Edmonton Journal

Education funding to be frozen despite ongoing enrolment growth

- LISA JOHNSON lijohnson@postmedia.com twitter.com/reportrix

Thursday’s provincial budget will fund enrolment growth this year, but freeze K-12 operating spending over the next four years, a move that could force per-student investment to plummet if school enrolment continues to grow.

The ministry of education will spend $8.2 billion on services in 2019-20, the same as actual spending in 2018-19, despite the government officials predicting a 2.2 per cent increase in enrolment this year and each year for the next four years.

“Alberta has a spending problem. Our operationa­l spending will come in line with other provinces,” said finance minister Travis Toews at a budget news conference.

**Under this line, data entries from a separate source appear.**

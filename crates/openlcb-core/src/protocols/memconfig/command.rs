use super::error::MemConfigError;
use super::layout;

/// Well-known address spaces.
pub mod space {
    pub const CDI: u8 = 0xFF;
    pub const ALL_MEMORY: u8 = 0xFE;
    pub const CONFIGURATION: u8 = 0xFD;
    pub const ACDI_MANUFACTURER: u8 = 0xFC;
    pub const ACDI_USER: u8 = 0xFB;
    pub const TRACTION_FDI: u8 = 0xFA;
    pub const FUNCTION_CONFIGURATION: u8 = 0xF9;
    pub const FIRMWARE: u8 = 0xEF;
}

/// Requests sent to a remote node's memory configuration protocol.
#[derive(Debug, Clone, PartialEq, Eq)]
pub enum McsRequest {
    Read { space: u8, address: u32, count: u8 },
    Write { space: u8, address: u32, data: Vec<u8> },
    GetSpaceInfo { space: u8 },
}

/// Replies a node sends back in its own datagram.
#[derive(Debug, Clone, PartialEq, Eq)]
pub enum McsReply {
    ReadOk { space: u8, address: u32, data: Vec<u8> },
    ReadFailed { space: u8, address: u32, code: u16 },
    WriteOk { space: u8, address: u32 },
    WriteFailed { space: u8, address: u32, code: u16 },
    SpaceInfo(SpaceInfo),
}

impl McsReply {
    /// Space and address this reply answers, when it carries one.
    pub fn target(&self) -> Option<(u8, u32)> {
        match self {
            McsReply::ReadOk { space, address, .. }
            | McsReply::ReadFailed { space, address, .. }
            | McsReply::WriteOk { space, address }
            | McsReply::WriteFailed { space, address, .. } => Some((*space, *address)),
            McsReply::SpaceInfo(_) => None,
        }
    }
}

/// Address space information reported by a node.
#[derive(Debug, Clone, Copy, PartialEq, Eq)]
pub struct SpaceInfo {
    pub space: u8,
    pub present: bool,
    pub highest_address: u32,
    pub lowest_address: u32,
    pub read_only: bool,
}

impl SpaceInfo {
    /// Size in bytes implied by the reported address range.
    pub fn size(&self) -> Option<u64> {
        if !self.present || self.highest_address < self.lowest_address {
            return None;
        }
        Some(self.highest_address as u64 - self.lowest_address as u64 + 1)
    }
}

fn space_bits(space: u8) -> u8 {
    match space {
        space::CONFIGURATION => 0x01,
        space::ALL_MEMORY => 0x02,
        space::CDI => 0x03,
        _ => 0x00,
    }
}

fn encode_header(command: u8, space: u8, address: u32, capacity: usize) -> Vec<u8> {
    let bits = space_bits(space);
    let mut payload = Vec::with_capacity(layout::HEADER_LEN_WITH_SPACE + capacity);
    payload.push(layout::PROTOCOL_ID);
    payload.push(command | bits);
    payload.extend_from_slice(&address.to_be_bytes());
    if bits == 0 {
        payload.push(space);
    }
    payload
}

impl McsRequest {
    /// Encode the request as a datagram payload.
    ///
    /// # Errors
    /// Read counts and write lengths must be within `1..=64`.
    pub fn encode(&self) -> Result<Vec<u8>, MemConfigError> {
        match self {
            McsRequest::Read {
                space,
                address,
                count,
            } => {
                check_length(*count as usize)?;
                let mut payload =
                    encode_header(layout::CMD_READ, *space, *address, layout::READ_COUNT_LEN);
                payload.push(*count);
                Ok(payload)
            }
            McsRequest::Write {
                space,
                address,
                data,
            } => {
                check_length(data.len())?;
                let mut payload = encode_header(layout::CMD_WRITE, *space, *address, data.len());
                payload.extend_from_slice(data);
                Ok(payload)
            }
            McsRequest::GetSpaceInfo { space } => {
                Ok(vec![layout::PROTOCOL_ID, layout::CMD_GET_SPACE_INFO, *space])
            }
        }
    }
}

impl McsReply {
    pub fn encode(&self) -> Vec<u8> {
        match self {
            McsReply::ReadOk {
                space,
                address,
                data,
            } => {
                let mut payload =
                    encode_header(layout::CMD_READ_REPLY_OK, *space, *address, data.len());
                payload.extend_from_slice(data);
                payload
            }
            McsReply::ReadFailed {
                space,
                address,
                code,
            } => {
                let mut payload = encode_header(
                    layout::CMD_READ_REPLY_FAILED,
                    *space,
                    *address,
                    layout::ERROR_CODE_LEN,
                );
                payload.extend_from_slice(&code.to_be_bytes());
                payload
            }
            McsReply::WriteOk { space, address } => {
                encode_header(layout::CMD_WRITE_REPLY_OK, *space, *address, 0)
            }
            McsReply::WriteFailed {
                space,
                address,
                code,
            } => {
                let mut payload = encode_header(
                    layout::CMD_WRITE_REPLY_FAILED,
                    *space,
                    *address,
                    layout::ERROR_CODE_LEN,
                );
                payload.extend_from_slice(&code.to_be_bytes());
                payload
            }
            McsReply::SpaceInfo(info) => {
                let command = if info.present {
                    layout::CMD_SPACE_INFO_PRESENT
                } else {
                    layout::CMD_SPACE_INFO_NOT_PRESENT
                };
                let mut payload = vec![layout::PROTOCOL_ID, command, info.space];
                payload.extend_from_slice(&info.highest_address.to_be_bytes());
                let mut flags = 0u8;
                if info.read_only {
                    flags |= layout::SPACE_INFO_FLAG_READ_ONLY;
                }
                if info.lowest_address != 0 {
                    flags |= layout::SPACE_INFO_FLAG_LOW_ADDRESS;
                }
                payload.push(flags);
                if info.lowest_address != 0 {
                    payload.extend_from_slice(&info.lowest_address.to_be_bytes());
                }
                payload
            }
        }
    }
}

fn check_length(length: usize) -> Result<(), MemConfigError> {
    if length == 0 || length > layout::MAX_TRANSFER_LEN {
        return Err(MemConfigError::InvalidLength { length });
    }
    Ok(())
}

#[cfg(test)]
mod tests {
    use super::{McsReply, McsRequest, SpaceInfo, space};
    use crate::protocols::memconfig::error::MemConfigError;

    #[test]
    fn read_cdi_uses_short_form() {
        let request = McsRequest::Read {
            space: space::CDI,
            address: 0x40,
            count: 64,
        };
        assert_eq!(
            request.encode().unwrap(),
            vec![0x20, 0x43, 0x00, 0x00, 0x00, 0x40, 0x40]
        );
    }

    #[test]
    fn read_other_space_carries_space_byte() {
        let request = McsRequest::Read {
            space: space::ACDI_USER,
            address: 0x0102_0304,
            count: 8,
        };
        assert_eq!(
            request.encode().unwrap(),
            vec![0x20, 0x40, 0x01, 0x02, 0x03, 0x04, 0xFB, 0x08]
        );
    }

    #[test]
    fn write_rejects_oversized_chunk() {
        let request = McsRequest::Write {
            space: space::CONFIGURATION,
            address: 0,
            data: vec![0; 65],
        };
        assert_eq!(
            request.encode().unwrap_err(),
            MemConfigError::InvalidLength { length: 65 }
        );
    }

    #[test]
    fn read_failed_reply_layout() {
        let reply = McsReply::ReadFailed {
            space: space::CONFIGURATION,
            address: 0x10,
            code: 0x1081,
        };
        assert_eq!(
            reply.encode(),
            vec![0x20, 0x59, 0x00, 0x00, 0x00, 0x10, 0x10, 0x81]
        );
    }

    #[test]
    fn space_info_size() {
        let info = SpaceInfo {
            space: space::CDI,
            present: true,
            highest_address: 168,
            lowest_address: 0,
            read_only: true,
        };
        assert_eq!(info.size(), Some(169));
        assert_eq!(
            McsReply::SpaceInfo(info).encode(),
            vec![0x20, 0x87, 0xFF, 0x00, 0x00, 0x00, 0xA8, 0x01]
        );
        let absent = SpaceInfo {
            present: false,
            ..info
        };
        assert_eq!(absent.size(), None);
    }
}
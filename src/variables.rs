//! Random variables, vectors and the table of references solvers read and write.

use std::collections::BTreeMap;
use std::fmt::{Debug, Formatter};
use std::marker::PhantomData;
use std::ops::{Add, BitAnd, BitOr, BitXor, Deref, Div, Mul, Rem, Shl, Shr, Sub};
use std::sync::atomic::{AtomicU64, Ordering};
use std::sync::{Arc, Mutex, PoisonError};

use rand::RngCore;

use crate::expr::{Expr, Sort};

/// Scalar types a random variable can hold.
///
/// Values cross the solver boundary as raw bits, zero-extended from the type's width.
pub trait RandType: Copy + Send + Sync + Debug + PartialEq + 'static {
    const SORT: Sort;

    fn to_bits(self) -> u64;
    fn from_bits(bits: u64) -> Self;
    fn to_i128(self) -> i128;
    fn from_i128(value: i128) -> Self;
}

impl RandType for bool {
    const SORT: Sort = Sort::Bool;

    fn to_bits(self) -> u64 {
        self as u64
    }
    fn from_bits(bits: u64) -> Self {
        bits & 1 == 1
    }
    fn to_i128(self) -> i128 {
        self as i128
    }
    fn from_i128(value: i128) -> Self {
        value != 0
    }
}

macro_rules! impl_rand_type {
    ($($t:ty => $bits:ty, $signed:expr;)*) => {
        $(
            impl RandType for $t {
                const SORT: Sort = Sort::BitVec {
                    width: <$t>::BITS,
                    signed: $signed,
                };

                fn to_bits(self) -> u64 {
                    self as $bits as u64
                }
                fn from_bits(bits: u64) -> Self {
                    bits as $bits as $t
                }
                fn to_i128(self) -> i128 {
                    self as i128
                }
                fn from_i128(value: i128) -> Self {
                    value as $t
                }
            }
        )*
    };
}

impl_rand_type! {
    u8 => u8, false;
    u16 => u16, false;
    u32 => u32, false;
    u64 => u64, false;
    i8 => u8, true;
    i16 => u16, true;
    i32 => u32, true;
    i64 => u64, true;
}

/// Handle to a scalar random variable.
///
/// Dereferences to its [`Expr`], so constraint builders can be called on it directly.
pub struct Var<T: RandType> {
    expr: Expr,
    cell: Arc<AtomicU64>,
    _marker: PhantomData<T>,
}

impl<T: RandType> Clone for Var<T> {
    fn clone(&self) -> Self {
        Self {
            expr: self.expr.clone(),
            cell: Arc::clone(&self.cell),
            _marker: PhantomData,
        }
    }
}

impl<T: RandType> Var<T> {
    pub(crate) fn new(id: u32, value: T) -> Self {
        Self {
            expr: Expr::variable(id, T::SORT),
            cell: Arc::new(AtomicU64::new(value.to_bits())),
            _marker: PhantomData,
        }
    }

    pub fn id(&self) -> u32 {
        self.expr.id().unwrap_or_default()
    }

    pub fn expr(&self) -> &Expr {
        &self.expr
    }

    /// Current value: the last solution for random variables, the user value for references.
    pub fn get(&self) -> T {
        T::from_bits(self.cell.load(Ordering::Acquire))
    }

    pub fn set(&self, value: T) {
        self.cell.store(value.to_bits(), Ordering::Release);
    }

    pub(crate) fn cell(&self) -> Arc<AtomicU64> {
        Arc::clone(&self.cell)
    }
}

impl<T: RandType> Debug for Var<T> {
    fn fmt(&self, f: &mut Formatter<'_>) -> std::fmt::Result {
        write!(f, "{}={:?}", self.expr, self.get())
    }
}

impl<T: RandType> Deref for Var<T> {
    type Target = Expr;

    fn deref(&self) -> &Expr {
        &self.expr
    }
}

impl<T: RandType> From<&Var<T>> for Expr {
    fn from(var: &Var<T>) -> Self {
        var.expr.clone()
    }
}

macro_rules! impl_var_ops {
    ($($trait:ident, $method:ident;)*) => {
        $(
            impl<T: RandType, R: Into<Expr>> $trait<R> for &Var<T> {
                type Output = Expr;

                fn $method(self, rhs: R) -> Expr {
                    $trait::$method(&self.expr, rhs)
                }
            }
        )*
    };
}

impl_var_ops! {
    Add, add;
    Sub, sub;
    Mul, mul;
    Div, div;
    Rem, rem;
    Shl, shl;
    Shr, shr;
    BitAnd, bitand;
    BitOr, bitor;
    BitXor, bitxor;
}

/// Handle to a random vector. Its length is the scalar variable [`size`][RandVec::size].
pub struct RandVec<T: RandType> {
    expr: Expr,
    size: Var<u32>,
    storage: Arc<Mutex<Vec<u64>>>,
    _marker: PhantomData<T>,
}

impl<T: RandType> Clone for RandVec<T> {
    fn clone(&self) -> Self {
        Self {
            expr: self.expr.clone(),
            size: self.size.clone(),
            storage: Arc::clone(&self.storage),
            _marker: PhantomData,
        }
    }
}

impl<T: RandType> RandVec<T> {
    pub(crate) fn new(id: u32, size: Var<u32>) -> Self {
        Self {
            expr: Expr::vector(id, T::SORT),
            size,
            storage: Arc::new(Mutex::new(Vec::new())),
            _marker: PhantomData,
        }
    }

    pub fn id(&self) -> u32 {
        self.expr.id().unwrap_or_default()
    }

    pub fn expr(&self) -> &Expr {
        &self.expr
    }

    pub fn size(&self) -> &Var<u32> {
        &self.size
    }

    /// Element access, for use inside a foreach body.
    pub fn at(&self, index: impl Into<Expr>) -> Expr {
        self.expr.at(index)
    }

    /// Constraint requiring pairwise distinct elements.
    pub fn unique(&self) -> Expr {
        Expr::unique(&self.expr)
    }

    fn elements(&self) -> std::sync::MutexGuard<'_, Vec<u64>> {
        self.storage.lock().unwrap_or_else(PoisonError::into_inner)
    }

    pub fn len(&self) -> usize {
        self.elements().len()
    }

    pub fn is_empty(&self) -> bool {
        self.elements().is_empty()
    }

    pub fn get(&self, index: usize) -> Option<T> {
        self.elements().get(index).map(|&bits| T::from_bits(bits))
    }

    pub fn to_vec(&self) -> Vec<T> {
        self.elements().iter().map(|&bits| T::from_bits(bits)).collect()
    }

    pub(crate) fn entry(&self) -> VectorEntry {
        VectorEntry {
            id: self.id(),
            elem: T::SORT,
            size: self.size.expr().clone(),
            size_cell: self.size.cell(),
            storage: Arc::clone(&self.storage),
        }
    }
}

impl<T: RandType> Debug for RandVec<T> {
    fn fmt(&self, f: &mut Formatter<'_>) -> std::fmt::Result {
        write!(f, "{}={:?}", self.expr, self.to_vec())
    }
}

/// Draws a raw value for a distribution reference.
pub type Sampler = Arc<dyn Fn(&mut dyn RngCore) -> u64 + Send + Sync>;

/// Solver-side view of a declared vector.
#[derive(Clone)]
pub struct VectorEntry {
    pub id: u32,
    pub elem: Sort,
    pub size: Expr,
    size_cell: Arc<AtomicU64>,
    storage: Arc<Mutex<Vec<u64>>>,
}

impl VectorEntry {
    /// Replace the contents and record the new length in the size variable.
    pub fn store(&self, values: Vec<u64>) {
        self.size_cell.store(values.len() as u64, Ordering::Release);
        *self.storage.lock().unwrap_or_else(PoisonError::into_inner) = values;
    }
}

impl Debug for VectorEntry {
    fn fmt(&self, f: &mut Formatter<'_>) -> std::fmt::Result {
        f.debug_struct("VectorEntry")
            .field("id", &self.id)
            .field("elem", &self.elem)
            .field("size", &self.size)
            .finish()
    }
}

/// Declared symbols plus the references connecting them to user-visible values.
///
/// - write references receive solver results,
/// - read references are assumed equal to their current value on every solve,
/// - distribution references are suggested a fresh sample on every solve.
#[derive(Default)]
pub struct VariableContainer {
    variables: BTreeMap<u32, Expr>,
    write_refs: BTreeMap<u32, Arc<AtomicU64>>,
    read_refs: BTreeMap<u32, Arc<AtomicU64>>,
    dist_refs: BTreeMap<u32, Sampler>,
    vectors: BTreeMap<u32, VectorEntry>,
}

impl VariableContainer {
    pub fn new() -> Self {
        Self::default()
    }

    pub(crate) fn add_write_ref<T: RandType>(&mut self, var: &Var<T>) {
        self.variables.insert(var.id(), var.expr().clone());
        self.write_refs.insert(var.id(), var.cell());
    }

    pub(crate) fn add_read_ref<T: RandType>(&mut self, var: &Var<T>) {
        self.variables.insert(var.id(), var.expr().clone());
        self.read_refs.insert(var.id(), var.cell());
    }

    pub(crate) fn add_dist_ref(&mut self, id: u32, sampler: Sampler) {
        self.dist_refs.insert(id, sampler);
    }

    pub(crate) fn add_vector(&mut self, entry: VectorEntry) {
        self.vectors.insert(entry.id, entry);
    }

    pub fn variable(&self, id: u32) -> Option<&Expr> {
        self.variables.get(&id)
    }

    pub fn is_write_ref(&self, id: u32) -> bool {
        self.write_refs.contains_key(&id)
    }

    pub fn has_dist_ref(&self, id: u32) -> bool {
        self.dist_refs.contains_key(&id)
    }

    /// Store a solver result into a write reference. Returns whether `id` is one.
    pub fn write(&self, id: u32, bits: u64) -> bool {
        match self.write_refs.get(&id) {
            Some(cell) => {
                cell.store(bits, Ordering::Release);
                true
            }
            None => false,
        }
    }

    /// Current values of the read references, by id.
    pub fn read_refs(&self) -> impl Iterator<Item = (u32, u64)> + '_ {
        self.read_refs.iter().map(|(&id, cell)| (id, cell.load(Ordering::Acquire)))
    }

    pub fn dist_refs(&self) -> impl Iterator<Item = (u32, &Sampler)> + '_ {
        self.dist_refs.iter().map(|(&id, sampler)| (id, sampler))
    }

    pub fn vector(&self, id: u32) -> Option<&VectorEntry> {
        self.vectors.get(&id)
    }

    pub fn vectors(&self) -> impl Iterator<Item = &VectorEntry> + '_ {
        self.vectors.values()
    }
}

/// Something whose random members can be set to fresh uniform values.
pub trait Randomize: Send + Sync {
    fn randomize(&self, rng: &mut dyn RngCore);
}

impl<T: RandType> Randomize for Var<T> {
    fn randomize(&self, rng: &mut dyn RngCore) {
        self.cell.store(T::SORT.truncate(rng.next_u64()), Ordering::Release);
    }
}
use std::fmt::{Debug, Formatter};
use std::sync::atomic::{AtomicU32, Ordering};
use std::sync::{Arc, PoisonError, RwLock, RwLockReadGuard, RwLockWriteGuard};

use log::trace;
use rand::RngCore;

use crate::distribution::Distribution;
use crate::expr::Expr;
use crate::variables::{RandType, RandVec, Sampler, Var, VariableContainer};

struct ContextInner {
    next_id: AtomicU32,
    next_constraint_id: AtomicU32,
    variables: RwLock<VariableContainer>,
}

/// Shared state of one generator or object tree: id counters and the variable table.
///
/// Cloning a context is cheap and yields a handle to the same state.
#[derive(Clone)]
pub struct Context {
    inner: Arc<ContextInner>,
}

impl Debug for Context {
    fn fmt(&self, f: &mut Formatter<'_>) -> std::fmt::Result {
        f.debug_struct("Context")
            .field("next_id", &self.inner.next_id.load(Ordering::Relaxed))
            .finish()
    }
}

impl Default for Context {
    fn default() -> Self {
        Self::new()
    }
}

impl Context {
    pub fn new() -> Self {
        Self {
            inner: Arc::new(ContextInner {
                next_id: AtomicU32::new(1),
                next_constraint_id: AtomicU32::new(1),
                variables: RwLock::new(VariableContainer::new()),
            }),
        }
    }

    /// Whether both handles point to the same state.
    pub fn ptr_eq(&self, other: &Context) -> bool {
        Arc::ptr_eq(&self.inner, &other.inner)
    }

    /// Fresh id for a variable, vector or placeholder.
    pub fn new_id(&self) -> u32 {
        self.inner.next_id.fetch_add(1, Ordering::Relaxed)
    }

    /// Fresh id for a constraint or registry.
    pub fn new_constraint_id(&self) -> u32 {
        self.inner.next_constraint_id.fetch_add(1, Ordering::Relaxed)
    }

    pub fn variables(&self) -> RwLockReadGuard<'_, VariableContainer> {
        self.inner.variables.read().unwrap_or_else(PoisonError::into_inner)
    }

    fn variables_mut(&self) -> RwLockWriteGuard<'_, VariableContainer> {
        self.inner.variables.write().unwrap_or_else(PoisonError::into_inner)
    }

    /// Declare a random variable; solutions are written back into it.
    pub fn var<T: RandType>(&self) -> Var<T> {
        let var = Var::new(self.new_id(), T::from_bits(0));
        trace!("context: new variable {}", var.expr());
        self.variables_mut().add_write_ref(&var);
        var
    }

    /// Declare a reference: its current value is assumed on every solve.
    pub fn reference<T: RandType>(&self, value: T) -> Var<T> {
        let var = Var::new(self.new_id(), value);
        trace!("context: new reference {}", var.expr());
        self.variables_mut().add_read_ref(&var);
        var
    }

    /// Declare a random vector with its own random size variable.
    pub fn vector<T: RandType>(&self) -> RandVec<T> {
        let id = self.new_id();
        let size = self.var::<u32>();
        let vector = RandVec::new(id, size);
        trace!("context: new vector {}", vector.expr());
        self.variables_mut().add_vector(vector.entry());
        vector
    }

    /// Suggest values drawn from `dist` for `var` on every solve.
    pub fn dist<T: RandType>(&self, var: &Var<T>, dist: Distribution<T>) {
        let sampler: Sampler = Arc::new(move |rng: &mut dyn RngCore| dist.next_value(rng).to_bits());
        self.variables_mut().add_dist_ref(var.id(), sampler);
    }

    pub fn placeholder(&self) -> Expr {
        Expr::placeholder(self.new_id())
    }

    /// Constraint applying `body` to every index of `vector`.
    ///
    /// The closure receives the index placeholder; use [`RandVec::at`] with it.
    pub fn foreach<T: RandType>(&self, vector: &RandVec<T>, body: impl FnOnce(&Expr) -> Expr) -> Expr {
        let index = self.placeholder();
        let body = body(&index);
        let id = index.id().unwrap_or_default();
        Expr::foreach(vector.expr(), id, body)
    }
}

#[cfg(test)]
mod tests {
    use super::*;
    use crate::expr::Node;
    use test_log::test;

    #[test]
    fn test_ids_are_unique() {
        let ctx = Context::new();
        let x = ctx.var::<u8>();
        let v = ctx.vector::<u8>();
        let p = ctx.placeholder();
        let ids = [x.id(), v.id(), v.size().id(), p.id().unwrap()];
        let unique: std::collections::BTreeSet<u32> = ids.iter().copied().collect();
        assert_eq!(unique.len(), ids.len());
        assert_eq!(ctx.new_constraint_id(), 1);
        assert_eq!(ctx.new_constraint_id(), 2);
    }

    #[test]
    fn test_references_are_registered() {
        let ctx = Context::new();
        let x = ctx.var::<u8>();
        let r = ctx.reference::<u8>(7);
        let vars = ctx.variables();
        assert!(vars.is_write_ref(x.id()));
        assert!(!vars.is_write_ref(r.id()));
        assert_eq!(vars.read_refs().collect::<Vec<_>>(), vec![(r.id(), 7)]);
        assert!(vars.variable(x.id()).is_some());
    }

    #[test]
    fn test_vector_registration() {
        let ctx = Context::new();
        let v = ctx.vector::<i32>();
        let vars = ctx.variables();
        let entry = vars.vector(v.id()).unwrap();
        assert_eq!(entry.size.id(), Some(v.size().id()));
        assert!(vars.is_write_ref(v.size().id()));
    }

    #[test]
    fn test_foreach_binds_placeholder() {
        let ctx = Context::new();
        let v = ctx.vector::<u8>();
        let c = ctx.foreach(&v, |i| v.at(i).lt(10));
        let Node::ForEach { placeholder, body, .. } = c.node() else {
            panic!("expected foreach");
        };
        let mut seen = false;
        body.visit(&mut |e| {
            if let Node::Placeholder { id } = e.node() {
                assert_eq!(id, placeholder);
                seen = true;
            }
        });
        assert!(seen);
        assert_eq!(c.support().into_iter().collect::<Vec<_>>(), vec![v.id()]);
    }

    #[test]
    fn test_dist_registration() {
        let ctx = Context::new();
        let x = ctx.var::<u8>();
        ctx.dist(&x, Distribution::new().value(3).unwrap());
        assert!(ctx.variables().has_dist_ref(x.id()));
    }
}
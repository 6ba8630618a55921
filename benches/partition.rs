//! Partitioning and solving benchmarks.
//!
//! Run with:
//! ```bash
//! cargo bench --bench partition
//! ```

use criterion::{criterion_group, criterion_main, BenchmarkId, Criterion};
use rand::prelude::*;

use crave_rs::config::GeneratorConfig;
use crave_rs::constraint::ConstraintRegistry;
use crave_rs::context::Context;
use crave_rs::generator::Generator;
use crave_rs::partition::ConstraintPartitioner;
use crave_rs::variables::Var;

// ============================================================================
// Helper: Chains of related variables
// ============================================================================

/// Build `groups` independent chains of `len` variables, `v[i] < v[i+1]` within a chain.
fn build_chains(ctx: &Context, registry: &mut ConstraintRegistry, groups: usize, len: usize) -> Vec<Var<u8>> {
    let mut vars = Vec::new();
    for _ in 0..groups {
        let chain: Vec<Var<u8>> = (0..len).map(|_| ctx.var()).collect();
        for pair in chain.windows(2) {
            registry.make_constraint(None, pair[0].lt(&pair[1]), false, false).unwrap();
        }
        vars.extend(chain);
    }
    vars
}

/// Random binary constraints over `num_vars` variables.
fn build_random(ctx: &Context, registry: &mut ConstraintRegistry, num_vars: usize, num_constraints: usize, seed: u64) {
    let mut rng = StdRng::seed_from_u64(seed);
    let vars: Vec<Var<u8>> = (0..num_vars).map(|_| ctx.var()).collect();
    for _ in 0..num_constraints {
        let a = &vars[rng.gen_range(0..num_vars)];
        let b = &vars[rng.gen_range(0..num_vars)];
        let expr = match rng.gen_range(0..3) {
            0 => a.le(b),
            1 => a.not_equal(b),
            _ => (a + 1).ge(b),
        };
        registry.make_constraint(None, expr, false, false).unwrap();
    }
}

// ============================================================================
// Benchmark: Partitioning only
// ============================================================================

fn bench_partition_random(c: &mut Criterion) {
    let mut group = c.benchmark_group("partition/random");

    for num_vars in [50, 200, 800] {
        let ctx = Context::new();
        let mut registry = ConstraintRegistry::new(&ctx);
        build_random(&ctx, &mut registry, num_vars, num_vars / 2, 42);

        group.bench_with_input(BenchmarkId::new("vars", num_vars), &registry, |b, registry| {
            b.iter(|| {
                let mut partitioner = ConstraintPartitioner::new();
                partitioner.merge(registry);
                partitioner.partition();
                partitioner.partitions().len()
            });
        });
    }

    group.finish();
}

// ============================================================================
// Benchmark: Plain vs multithreaded solving
// ============================================================================

fn bench_solve_chains(c: &mut Criterion) {
    let mut group = c.benchmark_group("generator/chains");
    group.sample_size(10);

    for multithreaded in [false, true] {
        let ctx = Context::new();
        let config = GeneratorConfig::default().with_seed(7).with_multithreading(multithreaded);
        let mut generator = Generator::with_config(&ctx, config);
        let mut registry = ConstraintRegistry::new(&ctx);
        build_chains(&ctx, &mut registry, 8, 6);
        generator.merge(&registry);
        generator.rebuild(false).unwrap();

        let name = if multithreaded { "threaded" } else { "plain" };
        group.bench_function(BenchmarkId::new(name, "8x6"), |b| {
            b.iter(|| generator.next().unwrap());
        });
    }

    group.finish();
}

criterion_group!(benches, bench_partition_random, bench_solve_chains);
criterion_main!(benches);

Government officials predicted Thursday a 2.2-per-cent increase in enrolment that would likely continue each year.

That means schools will get an additional 15,000 students per year, or 60,000 students over four years, with no extra funding for operating costs.

“(Premier Jason Kenney) lied when he said that they were going to fund enrolment growth, because they are doing no such thing. The education budget is essentiall­y frozen, when there are thousands more students showing up than there were last year,” said NDP education critic Sarah Hoffman.

The Alberta Teacher’s Associatio­n was concerned class sizes would grow.

“We’re looking at $200 less per student in the system, so maintainin­g the budget is a cut to the system and I worry about my colleagues because once again we have a government that is asking teachers to do more with less,” said Jason Schilling, the president of the associatio­n.

The government will change the funding formula in September 2020 — developing a new K-12 “Assurance and Funding Framework” with stakeholde­rs.

That initiative follows one recommenda­tion on K-12 education from the Mackinnon Panel, promising a complete review and revision of the funding formula for the new school year to “address enrolment growth, and provide incentives for sharing services and achieving better student outcomes,” the budget read.

The government is pledging a total of $1.8 billion toward new schools and improvemen­ts over the next four years, including $123 million for approximat­ely 250 new modular classrooms and $397 million for 25 new and modernized school projects.

Annual funding for new schools and infrastruc­ture projects will start at $526 million in 2019-20, but that capital spending is going to be reduced over the next four years, to $216 million in 2022-23. A majority of the 2019-20 funding — $470 million — is set aside for previously announced projects.

“We will continue to build schools and we will continue to build key infrastruc­ture projects for the province — that’s essential — but we will slow that spend down in a thoughtful and prudent manner,” said Toews.

Specific constructi­on and renewal projects were not announced in the budget.

“At Edmonton Public, we need a new high school in the city’s southeast, so in the coming days I’m hoping to learn that will become a reality for Edmonton Public. Fingers crossed,” said Trisha Estabrooks, chairwoman of the Edmonton Public School Board.

To maintain operating funding at 2018-19 levels for schools for the rest of the school year, three grants the school district relied on are being axed.

The class size initiative, the classroom improvemen­t fund and the school fees grant, were all “reallocate­d” so that a total of $428 million could go toward instructio­n costs.